Energy expert Chris Yelland said claims that there can be a sudden improvement in Eskom’s energy availability factor to stop load-shedding is misleading the public.
Mineral Resources and Energy Minister Gwede Mantashe told ENCA South Africa’s energy crisis could be solved within six to twelve months.
Commenting on the load-shedding problem, Mantashe said, “it will take us six to 12 months to sort out the issue if we pay attention to it”.
“Eskom, as a state-owned entity, must do introspection to establish if it has the technical capacity to deal with the crisis. If not, can we go out and look for that capacity,” he said.
He added that Eskom power station managers are all young, qualified engineers without any experience. “That is a shortcoming that we have to deal with and confront,” he said.
Mantashe said Eskom’s primary problem is technical and that talk of green energy replacing coal-fired plants is causing harm.
“Talk of the closure of coal-fired power stations is creating an environment where people who run Eskom don’t see the urgency of ensuring that those power stations must give us energy,” he said.
Eskom energy availability factor
Comments from Mantashe that South Africa’s energy crisis can be resolved within a year come after the appointment of a new Eskom board in October 2022.
When the board was appointed, its mandate was to increase Eskom’s energy availability factor (EAF) to 75%.
The energy availability factor shows the percentage of time the power station was available for use when it was needed. It is a core measure of performance.
There is such a strong focus on improving Eskom’s EAF because it is directly linked to load-shedding.

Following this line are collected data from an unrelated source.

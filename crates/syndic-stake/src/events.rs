use serde::{Deserialize, Serialize};
use syndic_types::{AccountId, FaultReason, TokenAmount};

#[derive(Debug, Clone, Copy, PartialEq, Eq, Serialize, Deserialize)]
pub enum StakePool {
    Ticket,
    License,
}

/// Balance-delta and status events recorded by the ledger.
#[derive(Debug, Clone, PartialEq, Eq, Serialize, Deserialize)]
pub enum StakeEventKind {
    Bond {
        amount: TokenAmount,
    },
    Unbond {
        amount: TokenAmount,
        unlock_at: i64,
    },
    TicketAdded {
        amount: TokenAmount,
    },
    TicketRemoved {
        amount: TokenAmount,
        unlock_at: i64,
    },
    Registered,
    DeregistrationRequested {
        ticket: TokenAmount,
        license: TokenAmount,
        unlock_at: i64,
    },
    ExitClaimed {
        ticket: TokenAmount,
        license: TokenAmount,
    },
    SlashApplied {
        pool: StakePool,
        requested: TokenAmount,
        applied: TokenAmount,
        reason: FaultReason,
    },
    SlashedFundsRouted {
        ticket: TokenAmount,
        license: TokenAmount,
    },
    SlashedFundsWithdrawn {
        ticket: TokenAmount,
        license: TokenAmount,
    },
    ActivationChanged {
        active: bool,
    },
    BanUpdated {
        banned: bool,
    },
}

#[derive(Debug, Clone, PartialEq, Eq, Serialize, Deserialize)]
pub struct StakeEvent {
    pub operator: AccountId,
    pub kind: StakeEventKind,
    pub timestamp: i64,
}

impl StakeEvent {
    pub fn new(operator: AccountId, kind: StakeEventKind) -> Self {
        Self {
            operator,
            kind,
            timestamp: chrono::Utc::now().timestamp(),
        }
    }
}
//! Fault adjudication and stake slashing.
//!
//! Two lanes lead to a slash. Lane A is proof-based and permissionless:
//! anyone may submit a fault attestation signed by the accused node together
//! with the proof bytes the node produced; if the registered verifier
//! reports the proof invalid, the slash executes immediately. Lane B is
//! evidence-based: an authorized slasher files a proposal, the accused may
//! appeal during a policy-defined window, and the slash executes only after
//! the window passes without an upheld appeal.
//!
//! Slashed funds accumulate per job so settlement can route them to the
//! requester and the surviving committee members.

pub mod adjudicator;
pub mod attestation;
pub mod config;
pub mod error;
pub mod events;
pub mod policy;
pub mod proposal;

pub use adjudicator::{
    FaultAdjudicator, FaultProofVerifier, JobFailureSink, SlashStats, SlashedFunds,
};
pub use attestation::FaultAttestation;
pub use config::SlashConfig;
pub use error::{Result, SlashError};
pub use events::{SlashEvent, SlashEventKind};
pub use policy::{default_policies, ProofKind, SlashPolicy};
pub use proposal::{ProposalStatus, SlashLane, SlashProposal};
use serde::{Deserialize, Serialize};
use syndic_types::{FaultReason, TokenAmount};

#[derive(Debug, Clone, Copy, PartialEq, Eq, Hash, Serialize, Deserialize)]
pub enum ProofKind {
    KeyGeneration,
    OutputCorrectness,
    DecryptionShare,
}

impl ProofKind {
    /// Stable byte tag used in attestation payloads.
    pub fn tag(&self) -> u8 {
        match self {
            ProofKind::KeyGeneration => 1,
            ProofKind::OutputCorrectness => 2,
            ProofKind::DecryptionShare => 3,
        }
    }
}

/// Per-fault-reason slashing terms. Proof-based policies execute instantly
/// and carry no appeal window; evidence-based policies must leave one open.
/// `affects_committee` controls whether an executed slash also expels the
/// accused from the job's committee.
#[derive(Debug, Clone, Serialize, Deserialize)]
pub struct SlashPolicy {
    pub reason: FaultReason,
    pub enabled: bool,
    pub ticket_amount: TokenAmount,
    pub license_amount: TokenAmount,
    pub requires_proof: bool,
    pub proof_kind: Option<ProofKind>,
    pub appeal_window_secs: i64,
    pub ban: bool,
    pub affects_committee: bool,
}

impl SlashPolicy {
    pub fn validate(&self) -> Result<(), String> {
        if self.requires_proof {
            if self.proof_kind.is_none() {
                return Err("proof-based policy must name a proof kind".into());
            }
            if self.appeal_window_secs != 0 {
                return Err("proof-based policy cannot carry an appeal window".into());
            }
        } else {
            if self.proof_kind.is_some() {
                return Err("evidence-based policy cannot name a proof kind".into());
            }
            if self.appeal_window_secs <= 0 {
                return Err("evidence-based policy must leave an appeal window open".into());
            }
        }
        if self.ticket_amount.is_zero() && self.license_amount.is_zero() && !self.ban {
            return Err("policy slashes nothing and bans nobody".into());
        }
        Ok(())
    }
}

/// Default policy table. Proven protocol faults slash the license bond and
/// ban; behavioral faults go through the evidence lane with a three-day
/// appeal window.
pub fn default_policies() -> Vec<SlashPolicy> {
    const THREE_DAYS: i64 = 3 * 24 * 3_600;
    vec![
        SlashPolicy {
            reason: FaultReason::KeyGenFault,
            enabled: true,
            ticket_amount: TokenAmount::ZERO,
            license_amount: TokenAmount::from_units(500),
            requires_proof: true,
            proof_kind: Some(ProofKind::KeyGeneration),
            appeal_window_secs: 0,
            ban: true,
            affects_committee: true,
        },
        SlashPolicy {
            reason: FaultReason::DecryptionFault,
            enabled: true,
            ticket_amount: TokenAmount::ZERO,
            license_amount: TokenAmount::from_units(500),
            requires_proof: true,
            proof_kind: Some(ProofKind::DecryptionShare),
            appeal_window_secs: 0,
            ban: true,
            affects_committee: true,
        },
        SlashPolicy {
            reason: FaultReason::InvalidOutput,
            enabled: true,
            ticket_amount: TokenAmount::ZERO,
            license_amount: TokenAmount::from_units(750),
            requires_proof: true,
            proof_kind: Some(ProofKind::OutputCorrectness),
            appeal_window_secs: 0,
            ban: true,
            affects_committee: true,
        },
        SlashPolicy {
            reason: FaultReason::Unavailability,
            enabled: true,
            ticket_amount: TokenAmount::from_units(50),
            license_amount: TokenAmount::from_units(200),
            requires_proof: false,
            proof_kind: None,
            appeal_window_secs: THREE_DAYS,
            ban: false,
            affects_committee: true,
        },
        SlashPolicy {
            reason: FaultReason::Equivocation,
            enabled: true,
            ticket_amount: TokenAmount::from_units(100),
            license_amount: TokenAmount::from_units(400),
            requires_proof: false,
            proof_kind: None,
            appeal_window_secs: THREE_DAYS,
            ban: true,
            affects_committee: true,
        },
    ]
}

If the EAF can be improved to around 70%, load-shedding will be a thing of the past, and South Africa will have electricity security.
However, claims of fixing the energy crisis within six to twelve months and increasing the energy availability factor to 75% are misguided.
Energy expert Chris Yelland explained that the energy availability factor is on a declining downward trend, and it has been so for the past five years.
The EAF is based on the average performance of 90 generators in Eskom’s electricity generation fleet. “You cannot maintain or fix them simultaneously,” he said.
What this means, mathematically, is that the EAF is a continuum. There cannot be a discontinuity – also known as a step change – in the EAF trend.
“To increase Eskom’s EAF, there first has to be a slowdown. It then has to bottom out, stabilise, and start to rise. This process will take several years,” he said.
“It is mathematically impossible for this to happen in the 2023/2024 or 2024/2025 financial years,” Yelland said.
“Talk of a 70% or 75% energy availability factor is misleading the public, and it is not achievable by Eskom.”
Getting additional capacity online
As expressed by Mantashe, the alternative is to acquire additional capacity to supplement Eskom’s supply.
However, under his leadership, the process of bringing more electricity generation online has failed spectacularly.
The Risk Mitigation Independent Power Producer Procurement Programme (RMPIPP) has been a story of delays, mismanagement, corruption accusations, and, ultimately, failure.
Another problem is that even if solar and wind power plants are built quickly, the grid itself doesn’t have the capacity to bring power from where it’s generated to where it’s needed.
CSIR senior energy researcher Monique le Roux explained that good wind and solar resources are located in the Northern, Western, and Eastern Cape, where there isn’t a lot of demand.
“Those lines that carry the power from the South of the country where the good wind resource is have been completely utilised. They’re running at full capacity,” she said.
As a result, it isn’t possible to add more power generation capacity in the South to serve people in the North of South Africa.
Intellidex capital markets head Peter Attard Montalto echoed Le Roux’s comments, saying the Cape’s transmission grids will remain full until at least 2027.
Le Roux said the CSIR, based on scientific principles, expects load shedding to continue for many years to come.
“The notion that load-shedding will be gone in two years is definitely not watertight. It does not stand when you look at the energy availability factor of Eskom’s current power plants,” she said.
Le Roux says that, given the available data, another decade of load-shedding is a possible scenario for South Africa.
So, Mantashe’s claim that South Africa’s electricity crisis can be solved within six to twelve months is misleading.